Is 24 drives in RaidZ3 with Toshiba N300s safe?

Status
Not open for further replies.
Joined
Aug 10, 2018
Messages
46
Is 24 drives in RaidZ3 with Toshiba N300s safe?
Here, it says that the N300 is only rated for up to 8 drives - I don't really understand what that recommendation is about?
Is me filling our 24 drive bay with 8TB drives with 3-drive redundancy and spares on-hand a bad idea?
https://www.ebuyer.com/788983-toshiba-8tb-n300-nas-internal-hdd-bulk-at-ebuyer-com-hdwn180uzsva
(I like the idea of high capacity utility, high read speed and I'm not worried about low write speed because I'm planning to use an M2 SSD write cache (mirror)
 

Chris Moore

Hall of Famer
Joined
May 2, 2015
Messages
10,080
I wouldn't do it. If you're putting that many drives in a single vdev together it's not going to perform well. It'd be better to have two vdevs of 12 disks each at RAID-Z2.

Sent from my SAMSUNG-SGH-I537 using Tapatalk
 
Joined
Aug 10, 2018
Messages
46
Why would it not perform well? Would you not get a peak theoretical read speed of 21 x 1-drive read speed and a write-speed determined by your SSD write-cache?
 

Chris Moore

Hall of Famer
Joined
May 2, 2015
Messages
10,080
Why would it not perform well? Would you not get a peak theoretical read speed of 21 x 1-drive read speed and a write-speed determined by your SSD write-cache?
I will give you some links to some reading that you should definitely do, but to try and make a very long story short, each vdev gives about the performance of a single drive. So, comparatively, it would be slow to have all those drives in a single vdev. If you don't mind it being slow, I guess it isn't that big of a problem. It will work. The recommendation is that RAIDz2 vdevs be no larger than 12 drives and RAIDz3 vdevs be no larger than 13 drives, but I know at least one situation where a pool was configured with 45 drives in a single vdev and it worked, but slowly. It really depends on the use the system will be put to. If you have a large number of clients that will be accessing the system simultaneously, you will want more IOPS and IOPS increase based on the number of vdevs. More vdevs give more IOPS. So, for example, in one of our storage systems at work, we have around 300 drives, not because of storage capacity because each drive is only around 1 TB. The reason is for the IOPS.
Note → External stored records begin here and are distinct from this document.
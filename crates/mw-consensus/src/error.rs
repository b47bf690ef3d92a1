//! Consensus error types.

use mw_crypto::CryptoError;
use thiserror::Error;

/// Errors from decoding or validating consensus objects.
#[derive(Error, Debug, Clone, PartialEq, Eq)]
pub enum ConsensusError {
    /// Ran out of bytes while decoding.
    #[error("unexpected end of input")]
    UnexpectedEof,

    /// A decoded body left unconsumed bytes.
    #[error("trailing bytes after body ({0} left)")]
    TrailingBytes(usize),

    /// An address family tag outside the enumeration.
    #[error("invalid address family tag: {0}")]
    InvalidAddressFamily(u8),

    /// A string field was not valid UTF-8.
    #[error("invalid utf-8 in string field")]
    InvalidUtf8,

    /// A length-prefixed collection exceeds its bound.
    #[error("too many {collection}: {count} (max {max})")]
    TooMany {
        collection: &'static str,
        count: u64,
        max: u64,
    },

    /// A sequence violates the sorted-by-hash wire rule.
    #[error("{0} are not sorted")]
    Unsorted(&'static str),

    /// Header version does not match the fork schedule.
    #[error("invalid block version {version} at height {height}")]
    InvalidBlockVersion { version: u16, height: u64 },

    /// Header timestamp too far in the future.
    #[error("block timestamp {0} too far in the future")]
    TimestampTooFarInFuture(i64),

    /// Header timestamp not strictly after its parent's.
    #[error("block timestamp {0} not after parent")]
    TimestampBeforeParent(i64),

    /// Accumulated difficulty does not extend the parent's.
    #[error("wrong block total difficulty {0}")]
    WrongTotalDifficulty(u64),

    /// Cuckoo graph too small for the primary proof-of-work class.
    #[error("cuckoo size too small: {0}")]
    CuckooSizeTooSmall(u8),

    /// Edge bits outside the representable range.
    #[error("invalid cuckoo graph size: {0}")]
    InvalidEdgeBits(u8),

    /// Primary proof-of-work requires a scaling factor of one.
    #[error("invalid scaling difficulty: {0}")]
    InvalidScalingDifficulty(u32),

    /// The cycle nonces fail Cuckoo verification.
    #[error("invalid proof of work")]
    InvalidPow,

    /// Consecutive headers in a batch do not link up.
    #[error("headers do not form a chain")]
    BrokenHeaderChain,

    /// Proof difficulty below the required difficulty.
    #[error("proof difficulty {got} below required {required}")]
    DifficultyTooLow { got: u64, required: u64 },

    /// A block needs at least one coinbase output and kernel.
    #[error("block has no coinbase output or kernel")]
    MissingCoinbase,

    /// A transaction needs at least one kernel.
    #[error("transaction has no kernels")]
    MissingKernel,

    /// Coinbase output count above the consensus limit.
    #[error("too many coinbase outputs")]
    TooManyCoinbaseOutputs,

    /// Coinbase kernel count above the consensus limit.
    #[error("too many coinbase kernels")]
    TooManyCoinbaseKernels,

    /// Block weight above the consensus limit.
    #[error("block weight {0} exceeds maximum")]
    BlockTooHeavy(u64),

    /// A range proof failed verification.
    #[error("invalid range proof")]
    InvalidRangeProof,

    /// A kernel excess signature failed verification.
    #[error("invalid kernel signature")]
    InvalidKernelSignature,

    /// Commitment sums do not balance against the kernel excesses.
    #[error("kernel sums do not balance")]
    KernelSumMismatch,

    /// Commitment or signature bytes were malformed.
    #[error(transparent)]
    Crypto(#[from] CryptoError),
}
//! Node wiring: chain, mempool, peers pool and synchronizer.

use crate::config::NodeConfig;
use anyhow::Result;
use mw_chain::{Chain, MemoryStore};
use mw_consensus::{LEGACY_MAGIC_CODE, MAGIC_CODE};
use mw_mempool::{PoolConfig, TransactionPool};
use mw_network::{MessageHandler, NetConfig, PeersPool};
use mw_sync::{ChainStatus, Syncer};
use parking_lot::{Mutex, RwLock};
use std::sync::Arc;
use std::time::Duration;
use tokio::net::TcpListener;
use tracing::{info, warn};

/// A running node.
pub struct Node {
    config: NodeConfig,
    pool: Arc<PeersPool>,
    syncer: Arc<Syncer<Chain, TransactionPool>>,
}

impl Node {
    /// Assemble a node from its configuration.
    pub fn new(config: NodeConfig) -> Result<Self> {
        let chain = Chain::new(mw_chain::genesis::mainnet(), Box::new(MemoryStore::new()));
        let chain = Arc::new(RwLock::new(chain));

        let mempool = Arc::new(Mutex::new(TransactionPool::new(PoolConfig {
            max_pool_size: config.max_pool_size,
        })));

        let net_config = NetConfig {
            magic: if config.legacy_magic {
                LEGACY_MAGIC_CODE
            } else {
                MAGIC_CODE
            },
            listen_addr: config.listen_addr,
            ..NetConfig::default()
        };

        let pool = PeersPool::new(net_config, Arc::new(ChainStatus(chain.clone())));
        let syncer = Syncer::new(chain, mempool, pool.clone());

        for addr in &config.seed_peers {
            pool.add(addr);
        }

        Ok(Self {
            config,
            pool,
            syncer,
        })
    }

    /// Run the listener, the scheduling loop and the sync ticker until
    /// shutdown.
    pub async fn run(&self) -> Result<()> {
        let handler: Arc<dyn MessageHandler> = self.syncer.clone();

        let listener = TcpListener::bind(self.config.listen_addr).await?;
        info!(addr = %self.config.listen_addr, "p2p listener up");

        let accept_pool = self.pool.clone();
        let accept_handler = handler.clone();
        tokio::spawn(async move {
            loop {
                match listener.accept().await {
                    Ok((stream, addr)) => {
                        if let Err(e) = accept_pool
                            .accept(stream, addr, accept_handler.clone())
                            .await
                        {
                            warn!(addr = %addr, error = %e, "inbound connection rejected");
                        }
                    }
                    Err(e) => {
                        warn!(error = %e, "accept failed");
                    }
                }
            }
        });

        let sync_syncer = self.syncer.clone();
        let sync_interval = Duration::from_secs(self.config.sync_interval_secs.max(1));
        tokio::spawn(async move {
            let mut ticker = tokio::time::interval(sync_interval);
            loop {
                ticker.tick().await;
                sync_syncer.request_headers().await;
            }
        });

        self.pool.clone().run(handler).await;
        Ok(())
    }

    /// Stop the scheduling loop and close every connection.
    pub fn shutdown(&self) {
        info!("shutting down");
        self.pool.stop();
    }
}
Did you read the manual? Really a lot of good info in there.
http://doc.freenas.org/11/freenas.html

Updated Forum Rules 4/11/17
https://forums.freenas.org/index.php?threads/updated-forum-rules-4-11-17.45124/

Slideshow explaining VDev, zpool, ZIL and L2ARC
https://forums.freenas.org/index.ph...ning-vdev-zpool-zil-and-l2arc-for-noobs.7775/

Terminology and Abbreviations Primer
https://forums.freenas.org/index.php?threads/terminology-and-abbreviations-primer.28174/

Why not to use RAID-5 or RAIDz1
https://www.zdnet.com/article/why-raid-5-stops-working-in-2009/
 

Chris Moore

Hall of Famer
Joined
May 2, 2015
Messages
10,080
a write-speed determined by your SSD write-cache?
PS. That isn't how ZFS works. That is a really complex thing.
 

Chris Moore

Hall of Famer
Joined
May 2, 2015
Messages
10,080
What kind of work are you planning for this system?
 
Joined
Aug 10, 2018
Messages
46
Thankyou for your links, I'll go through them ASAP. This is a storage server for large amounts of sensor data for R&D that will make that data available to probably just a couple of clients as an NFS. I've been tasked with designing and building it. I've set up a FreeNAS NAS before with a simple mirror. Not designed a massive storage array before.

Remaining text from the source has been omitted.